Woodrow Wilson, Princeton Class of 1879, served on the faculty and was Princeton’s president from 1902–1910.

3. Using the following quotation from “The Moral Obligations of Living in a Democratic Society” as a starting point, tell us about an event or experience that helped you define one of your values or changed how you approach the world.

“Empathy is not simply a matter of trying to imagine what others are going through, but having the will to muster enough courage to do something about it. In a way, empathy is predicated upon hope.”

Cornel West, Class of 1943 University Professor in the Center for African American Studies, Princeton University

4. Using a favorite quotation from an essay or book you have read in the last three years as a starting point, tell us about an event or experience that helped you define one of your values or changed how you approach the world. Please write the quotation at the beginning of your essay.

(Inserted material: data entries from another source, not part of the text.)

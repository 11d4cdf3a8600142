//! Mahadasha sequence generation.
//!
//! The first Mahadasha ends `balance_years` after birth and starts
//! `elapsed_years` before it, so it keeps its full classical length. Later
//! Mahadashas follow in cyclic order, end to end, until the horizon past
//! birth is covered.

use tracing::debug;

use crate::error::DashaError;

use super::balance::DashaBalance;
use super::types::{DAYS_PER_YEAR, DashaLevel, DashaPeriod, MAX_HORIZON_YEARS};
use super::vimshottari_data::{next_in_sequence, vimshottari_years};

/// Reject horizons that are not finite, not positive, or beyond `MAX_HORIZON_YEARS`.
pub fn validate_horizon(horizon_years: f64) -> Result<(), DashaError> {
    if horizon_years.is_finite() && horizon_years > 0.0 && horizon_years <= MAX_HORIZON_YEARS {
        Ok(())
    } else {
        Err(DashaError::InvalidHorizon(horizon_years))
    }
}

/// Generate the Mahadasha periods (without children) covering
/// `horizon_years` from `birth_jd`.
///
/// Boundaries after the first are `first_end + cumulative_years * DAYS_PER_YEAR`,
/// so every boundary is rounded once and adjacent periods share it exactly.
pub fn mahadasha_sequence(
    balance: &DashaBalance,
    birth_jd: f64,
    horizon_years: f64,
) -> Result<Vec<DashaPeriod>, DashaError> {
    validate_horizon(horizon_years)?;
    if !birth_jd.is_finite() {
        return Err(DashaError::InvalidBirthData("birth instant is not finite"));
    }

    let first_end = birth_jd + balance.balance_years * DAYS_PER_YEAR;
    let first_start = birth_jd - balance.elapsed_years * DAYS_PER_YEAR;

    let estimated = (horizon_years / 120.0).ceil() as usize * 9 + 1;
    let mut periods = Vec::with_capacity(estimated);
    periods.push(DashaPeriod::new(
        balance.graha,
        DashaLevel::Mahadasha,
        first_start,
        first_end,
        1,
    ));

    let mut graha = balance.graha;
    let mut covered_years = balance.balance_years;
    let mut whole_years_after_first = 0.0;
    let mut cursor = first_end;

    while covered_years < horizon_years {
        graha = next_in_sequence(graha);
        let years = vimshottari_years(graha);
        whole_years_after_first += years;
        covered_years += years;

        let end = first_end + whole_years_after_first * DAYS_PER_YEAR;
        let order = (periods.len() + 1) as u16;
        periods.push(DashaPeriod::new(graha, DashaLevel::Mahadasha, cursor, end, order));
        cursor = end;
    }

    debug!(
        first = %balance.graha,
        count = periods.len(),
        covered_years,
        "generated mahadasha sequence"
    );
    Ok(periods)
}
//! Atomic publication of generated timelines.
//!
//! Timelines are built off the reader's path and swapped in whole. Readers
//! clone an `Arc` and never observe a partially built hierarchy. Each
//! generation takes a ticket; a result is published only if no newer
//! generation was started in the meantime, so a slow stale build can never
//! overwrite a fresher one.

use std::sync::atomic::{AtomicU64, Ordering};
use std::sync::{Arc, PoisonError, RwLock};
use std::thread::{self, JoinHandle};

use tracing::{info, warn};

use crate::error::DashaError;
use crate::timeline::{Timeline, TimelineRequest};

/// Holder of the currently published timeline.
#[derive(Debug, Default)]
pub struct TimelineStore {
    current: RwLock<Option<Arc<Timeline>>>,
    latest_ticket: AtomicU64,
}

impl TimelineStore {
    pub fn new() -> Self {
        Self::default()
    }

    /// The published timeline, if any.
    pub fn current(&self) -> Option<Arc<Timeline>> {
        self.current
            .read()
            .unwrap_or_else(PoisonError::into_inner)
            .clone()
    }

    /// Replace the published timeline unconditionally and invalidate any
    /// generation still in flight.
    pub fn publish(&self, timeline: Timeline) -> Arc<Timeline> {
        let timeline = Arc::new(timeline);
        self.replace(Some(Arc::clone(&timeline)));
        timeline
    }

    /// Drop the published timeline, e.g. when the birth chart is removed.
    pub fn clear(&self) {
        self.replace(None);
    }

    /// Generate on the calling thread and publish.
    ///
    /// If another generation started meanwhile, the result is returned
    /// without being published.
    pub fn generate_now(&self, request: &TimelineRequest) -> Result<Arc<Timeline>, DashaError> {
        let ticket = self.next_ticket();
        let timeline = request.generate()?;
        Ok(self
            .publish_if_latest(ticket, timeline)
            .unwrap_or_else(|stale| Arc::new(stale)))
    }

    /// Generate on a background thread.
    ///
    /// The handle yields `Ok(Some(_))` when the result was published and
    /// `Ok(None)` when a newer generation superseded it. On error the
    /// previously published timeline stays in place.
    pub fn regenerate(
        self: &Arc<Self>,
        request: TimelineRequest,
    ) -> JoinHandle<Result<Option<Arc<Timeline>>, DashaError>> {
        let ticket = self.next_ticket();
        let store = Arc::clone(self);
        thread::spawn(move || {
            let timeline = request.generate().inspect_err(|e| {
                warn!(ticket, error = %e, "timeline generation failed");
            })?;
            Ok(store.publish_if_latest(ticket, timeline).ok())
        })
    }

    /// Start a new generation and return its ticket.
    pub fn next_ticket(&self) -> u64 {
        self.latest_ticket.fetch_add(1, Ordering::AcqRel) + 1
    }

    /// Publish `timeline` if `ticket` is still the most recent generation.
    ///
    /// A superseded timeline is handed back unpublished.
    pub fn publish_if_latest(
        &self,
        ticket: u64,
        timeline: Timeline,
    ) -> Result<Arc<Timeline>, Timeline> {
        let mut slot = self.current.write().unwrap_or_else(PoisonError::into_inner);
        let latest = self.latest_ticket.load(Ordering::Acquire);
        if ticket != latest {
            info!(ticket, latest, "discarding superseded timeline");
            return Err(timeline);
        }
        let timeline = Arc::new(timeline);
        *slot = Some(Arc::clone(&timeline));
        info!(
            ticket,
            mahadashas = timeline.mahadashas().len(),
            "published timeline"
        );
        Ok(timeline)
    }

    /// Bump the ticket and store `next` under one write guard, so no
    /// generation can publish between the two.
    fn replace(&self, next: Option<Arc<Timeline>>) {
        let mut slot = self.current.write().unwrap_or_else(PoisonError::into_inner);
        self.latest_ticket.fetch_add(1, Ordering::AcqRel);
        *slot = next;
    }
}
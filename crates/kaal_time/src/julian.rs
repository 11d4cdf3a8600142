//! Julian Date <-> calendar conversions (proleptic Gregorian calendar).
//!
//! Algorithms follow Meeus, *Astronomical Algorithms*, ch. 7.

/// Julian Date of the J2000.0 epoch (2000-01-01T12:00:00).
pub const J2000_JD: f64 = 2_451_545.0;

/// Julian Date of the Unix epoch (1970-01-01T00:00:00 UTC).
pub const UNIX_EPOCH_JD: f64 = 2_440_587.5;

/// Seconds in one day.
pub const SECONDS_PER_DAY: f64 = 86_400.0;

/// Convert a Gregorian calendar date to a Julian Date.
///
/// `day` carries the time of day as a fraction (e.g. `1.5` = noon on the 1st).
pub fn calendar_to_jd(year: i32, month: u32, day: f64) -> f64 {
    let y = year as f64;
    let m = month as f64;
    let (y2, m2) = if m <= 2.0 { (y - 1.0, m + 12.0) } else { (y, m) };
    let a = (y2 / 100.0).floor();
    let b = 2.0 - a + (a / 4.0).floor();

    (365.25 * (y2 + 4716.0)).floor() + (30.6001 * (m2 + 1.0)).floor() + day + b - 1524.5
}

/// Convert a Julian Date back to `(year, month, day_fraction)`.
pub fn jd_to_calendar(jd: f64) -> (i32, u32, f64) {
    let jd = jd + 0.5;
    let z = jd.floor();
    let f = jd - z;
    let alpha = ((z - 1_867_216.25) / 36_524.25).floor();
    let a = z + 1.0 + alpha - (alpha / 4.0).floor();
    let b = a + 1524.0;
    let c = ((b - 122.1) / 365.25).floor();
    let d = (365.25 * c).floor();
    let e = ((b - d) / 30.6001).floor();

    let day = b - d - (30.6001 * e).floor() + f;
    let month = if e < 14.0 { e - 1.0 } else { e - 13.0 };
    let year = if month > 2.0 { c - 4716.0 } else { c - 4715.0 };
    (year as i32, month as u32, day)
}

The final three topics all address one point: “Tell us about an event or experience that helped you define one of your values or changed how you approach the world.”  Each of these questions is asking you, the applicant, to tell a story. Pick an experience, large or small, that impacted you, and share it with the admissions committee.  As you tell your story, ensure that you address its impact on you.  Your options in this question allow you to address this in any number of ways, from the most macro, global event, to a smaller, more personal moment.  Don’t be afraid to think, draw connections, and demonstrate maturity through your essay.

Whitney BruceBy , who has worked in college admissions since 1996. She has served as an Senior Assistant Director of Admissions (Washington U), Application Reader (University of Michigan), Assistant Director of College Counseling (private prep school in St. Louis), and an independent college counselor. She is happy to provide you with college admissions consulting as you apply to college.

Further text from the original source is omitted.